(Dataset entries)

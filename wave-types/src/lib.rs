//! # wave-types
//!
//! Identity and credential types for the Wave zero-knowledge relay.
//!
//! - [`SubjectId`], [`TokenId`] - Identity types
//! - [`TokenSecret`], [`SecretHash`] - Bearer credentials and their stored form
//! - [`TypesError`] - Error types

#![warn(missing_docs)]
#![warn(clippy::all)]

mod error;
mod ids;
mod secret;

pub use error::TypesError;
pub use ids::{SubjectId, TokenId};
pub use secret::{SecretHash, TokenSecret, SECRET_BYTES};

▶ **PROBLEM DETAILS**:
Print the records verbatim, stopping after the "- Identity types" line.

▶ **SOLVED PROBLEM**:
filename wave-types/src/lib.rs
//! # wave-types
//!
//! Identity and credential types for the Wave zero-knowledge relay.
//!
//! - [`SubjectId`], [`TokenId`] - Identity types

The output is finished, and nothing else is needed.